Look through the entries for the string "Descend" and copy every line where it shows up.

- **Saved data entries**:
BEGIN
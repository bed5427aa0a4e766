//! xlm CLI
//!
//! Command-line tool for merging a directory of spreadsheet workbooks into
//! a single xlsx file.

use clap::{Parser, Subcommand, ValueEnum};
use std::io::{self, Write};
use std::path::{Path, PathBuf};
use std::sync::mpsc;
use std::thread;
use tracing::debug;
use tracing_subscriber::EnvFilter;
use xlm_core::{
    parse_field_list, read_tables, run_merge, scan_directory, write_worker_output, CancelToken,
    ColumnPolicy, MergeConfig, MergeMode, ProgressEvent, ProvenancePosition, WorkerKind,
    WriterBackend,
};

#[derive(Parser)]
#[command(name = "xlm")]
#[command(about = "Merge many spreadsheet files into one workbook", long_about = None)]
#[command(version)]
struct Cli {
    /// Increase log verbosity (-v info, -vv debug); RUST_LOG takes precedence
    #[arg(short, long, action = clap::ArgAction::Count, global = true)]
    verbose: u8,

    #[command(subcommand)]
    command: Commands,
}

#[derive(Subcommand)]
enum Commands {
    /// Merge every matching workbook under a directory
    Merge(MergeArgs),

    /// List the files a merge would read
    Scan {
        /// Directory to scan
        #[arg(short, long, default_value = ".")]
        input: PathBuf,

        /// Descend into subdirectories
        #[arg(short, long)]
        recurse: bool,

        /// File extensions to match (comma-separated)
        #[arg(short, long, default_value = "xlsx")]
        ext: String,
    },

    /// Show the tables read from a single file
    Inspect {
        /// Workbook or CSV file
        #[arg(short, long)]
        file: PathBuf,

        /// Only read these sheets (repeatable)
        #[arg(short, long)]
        sheet: Vec<String>,

        /// Maximum number of rows to display per table
        #[arg(short, long, default_value_t = 10)]
        limit: usize,
    },

    /// Write a configuration file template with every option at its default
    InitConfig {
        /// Output path for the config file
        #[arg(short, long, default_value = "xlm.json")]
        output: PathBuf,
    },

    /// Read one file and print its tables as JSON (process worker entry point)
    #[command(name = "read-worker", hide = true)]
    ReadWorker {
        #[arg(long)]
        file: PathBuf,

        #[arg(long)]
        sheet: Vec<String>,
    },
}

#[derive(clap::Args)]
struct MergeArgs {
    /// JSON config file; flags below override its values
    #[arg(short, long)]
    config: Option<PathBuf>,

    /// Directory holding the input files
    #[arg(short, long)]
    input: Option<PathBuf>,

    /// Output file or directory
    #[arg(short, long)]
    output: Option<String>,

    /// Descend into subdirectories
    #[arg(short, long)]
    recurse: bool,

    /// File extensions to match (comma-separated)
    #[arg(long)]
    ext: Option<String>,

    /// Only read these sheets (comma-separated)
    #[arg(long)]
    sheets: Option<String>,

    #[arg(long, value_enum)]
    mode: Option<ModeArg>,

    #[arg(long, value_enum)]
    columns: Option<ColumnsArg>,

    /// Keep rows whose cells are all empty
    #[arg(long)]
    keep_empty_rows: bool,

    /// Do not add source_file/source_sheet columns
    #[arg(long)]
    no_provenance: bool,

    /// Place provenance columns after the data columns
    #[arg(long)]
    provenance_last: bool,

    /// Deduplicate on these columns (comma-separated)
    #[arg(long)]
    dedup: Option<String>,

    /// Number of files read concurrently
    #[arg(short = 'j', long)]
    workers: Option<usize>,

    /// Read each file in a child process instead of a thread
    #[arg(long)]
    process_workers: bool,

    /// Stream rows to disk instead of holding sheets in memory
    #[arg(long)]
    constant_memory: bool,

    /// Size columns to fit their content
    #[arg(long)]
    auto_width: bool,

    /// Print progress events and the final report as JSON lines
    #[arg(long)]
    json: bool,
}

#[derive(Clone, Copy, ValueEnum)]
enum ModeArg {
    /// One output table holding every input table
    Stack,
    /// One output table per distinct sheet name
    PerSheet,
}

#[derive(Clone, Copy, ValueEnum)]
enum ColumnsArg {
    Union,
    Intersection,
}

impl MergeArgs {
    fn into_config(self) -> xlm_core::Result<MergeConfig> {
        let mut config = match &self.config {
            Some(path) => MergeConfig::load(path)?,
            None => MergeConfig::default(),
        };

        if let Some(input) = self.input {
            config.input_directory = input;
        }
        if let Some(output) = self.output {
            config.output_path = PathBuf::from(output);
        }
        if self.recurse {
            config.recurse = true;
        }
        if let Some(ext) = self.ext {
            config.extension_filter = parse_field_list(&ext);
        }
        if let Some(sheets) = self.sheets {
            config.sheet_filter = Some(parse_field_list(&sheets));
        }
        if let Some(mode) = self.mode {
            config.merge_mode = match mode {
                ModeArg::Stack => MergeMode::Stack,
                ModeArg::PerSheet => MergeMode::PerSheetName,
            };
        }
        if let Some(columns) = self.columns {
            config.column_policy = match columns {
                ColumnsArg::Union => ColumnPolicy::Union,
                ColumnsArg::Intersection => ColumnPolicy::Intersection,
            };
        }
        if self.keep_empty_rows {
            config.drop_empty_rows = false;
        }
        if self.no_provenance {
            config.add_provenance_columns = false;
        }
        if self.provenance_last {
            config.provenance_position = ProvenancePosition::Append;
        }
        if let Some(dedup) = self.dedup {
            config.dedup_key_columns = parse_field_list(&dedup);
        }
        if let Some(workers) = self.workers {
            config.worker_count = workers;
        }
        if self.process_workers {
            config.worker_kind = WorkerKind::Process;
        }
        if self.constant_memory {
            config.writer_backend = WriterBackend::ConstantMemory;
        }
        if self.auto_width {
            config.auto_column_width = true;
        }
        Ok(config)
    }
}

fn main() {
    let cli = Cli::parse();
    init_logging(cli.verbose);

    if let Err(e) = run(cli.command) {
        eprintln!("Error: {}", e);
        std::process::exit(1);
    }
}

fn init_logging(verbose: u8) {
    let default = match verbose {
        0 => "warn",
        1 => "info",
        _ => "debug",
    };
    tracing_subscriber::fmt()
        .with_env_filter(EnvFilter::try_from_default_env().unwrap_or_else(|_| default.into()))
        .with_writer(io::stderr)
        .init();
}

fn run(command: Commands) -> xlm_core::Result<()> {
    match command {
        Commands::Merge(args) => cmd_merge(args),
        Commands::Scan { input, recurse, ext } => cmd_scan(&input, recurse, &ext),
        Commands::Inspect { file, sheet, limit } => cmd_inspect(&file, &sheet, limit),
        Commands::InitConfig { output } => cmd_init_config(&output),
        Commands::ReadWorker { file, sheet } => cmd_read_worker(&file, &sheet),
    }
}

fn cmd_merge(args: MergeArgs) -> xlm_core::Result<()> {
    let json = args.json;
    let config = args.into_config()?;
    debug!(?config, "resolved merge configuration");

    let (tx, rx) = mpsc::channel::<ProgressEvent>();
    let ui = thread::spawn(move || render_progress(rx, json));

    let result = run_merge(&config, &tx, &CancelToken::new());
    drop(tx);
    let _ = ui.join();
    let report = result?;

    if json {
        println!("{}", serde_json::to_string(&report)?);
    } else {
        println!("{}", report);
    }
    Ok(())
}

/// Drain engine events until the sender side is dropped
fn render_progress(rx: mpsc::Receiver<ProgressEvent>, json: bool) {
    let mut completed = 0usize;
    let stderr = io::stderr();
    for event in rx {
        let mut out = stderr.lock();
        if json {
            if let Ok(line) = serde_json::to_string(&event) {
                let _ = writeln!(out, "{}", line);
            }
            continue;
        }
        let _ = match &event {
            ProgressEvent::FileStarted { .. } => continue,
            ProgressEvent::FileCompleted {
                path,
                success,
                elapsed,
            } => {
                completed += 1;
                let status = if *success { "ok" } else { "FAILED" };
                writeln!(
                    out,
                    "[{:>4}] {:<6} {} ({:.1?})",
                    completed,
                    status,
                    path.display(),
                    elapsed
                )
            }
            ProgressEvent::FileFailed { path, reason } => {
                writeln!(out, "       skipped {}: {}", path.display(), reason)
            }
            ProgressEvent::GroupWritten {
                name,
                row_count,
                shard_count,
            } => writeln!(
                out,
                "wrote group '{}': {} rows in {} sheet(s)",
                name, row_count, shard_count
            ),
            ProgressEvent::Done { output_path } => {
                writeln!(out, "saved {}", output_path.display())
            }
            ProgressEvent::Failed { reason } => writeln!(out, "merge failed: {}", reason),
        };
    }
}

fn cmd_scan(input: &Path, recurse: bool, ext: &str) -> xlm_core::Result<()> {
    let files = scan_directory(input, recurse, &parse_field_list(ext))?;

    println!("Scanned {}:", input.display());
    for file in &files {
        println!("  {}", file.display());
    }
    println!();
    println!("Found {} files", files.len());

    Ok(())
}

fn cmd_inspect(file: &Path, sheets: &[String], limit: usize) -> xlm_core::Result<()> {
    let filter = (!sheets.is_empty()).then_some(sheets);
    let tables = read_tables(file, filter)?;

    println!("File: {}", file.display());
    println!("Tables: {}", tables.len());

    for table in &tables {
        println!();
        println!(
            "[{}] {} columns, {} rows",
            table.source_sheet,
            table.column_count(),
            table.row_count()
        );
        println!("{}", table.columns.join("\t"));
        println!("{}", "-".repeat(table.column_count() * 12));

        for row in table.rows.iter().take(limit) {
            let values: Vec<String> = row.cells.iter().map(|c| c.to_string_value()).collect();
            println!("{}", values.join("\t"));
        }

        if table.row_count() > limit {
            println!("... ({} more rows)", table.row_count() - limit);
        }
    }

    Ok(())
}

fn cmd_init_config(output: &Path) -> xlm_core::Result<()> {
    MergeConfig::default().save(output)?;
    println!("Created config file: {}", output.display());
    println!();
    println!("Edit the file to configure your merge, then run:");
    println!("  xlm merge --config {}", output.display());

    Ok(())
}

fn cmd_read_worker(file: &Path, sheets: &[String]) -> xlm_core::Result<()> {
    let filter = (!sheets.is_empty()).then_some(sheets);
    let stdout = io::stdout();
    let mut out = io::BufWriter::new(stdout.lock());
    if let Err(e) = write_worker_output(file, filter, &mut out) {
        // the parent records stderr verbatim as the skip reason
        eprintln!("{}", e);
        std::process::exit(1);
    }
    out.flush()?;
    Ok(())
}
END
- **OUTPUT FOR THIS EXERCISE**:
        /// Descend into subdirectories
    /// Descend into subdirectories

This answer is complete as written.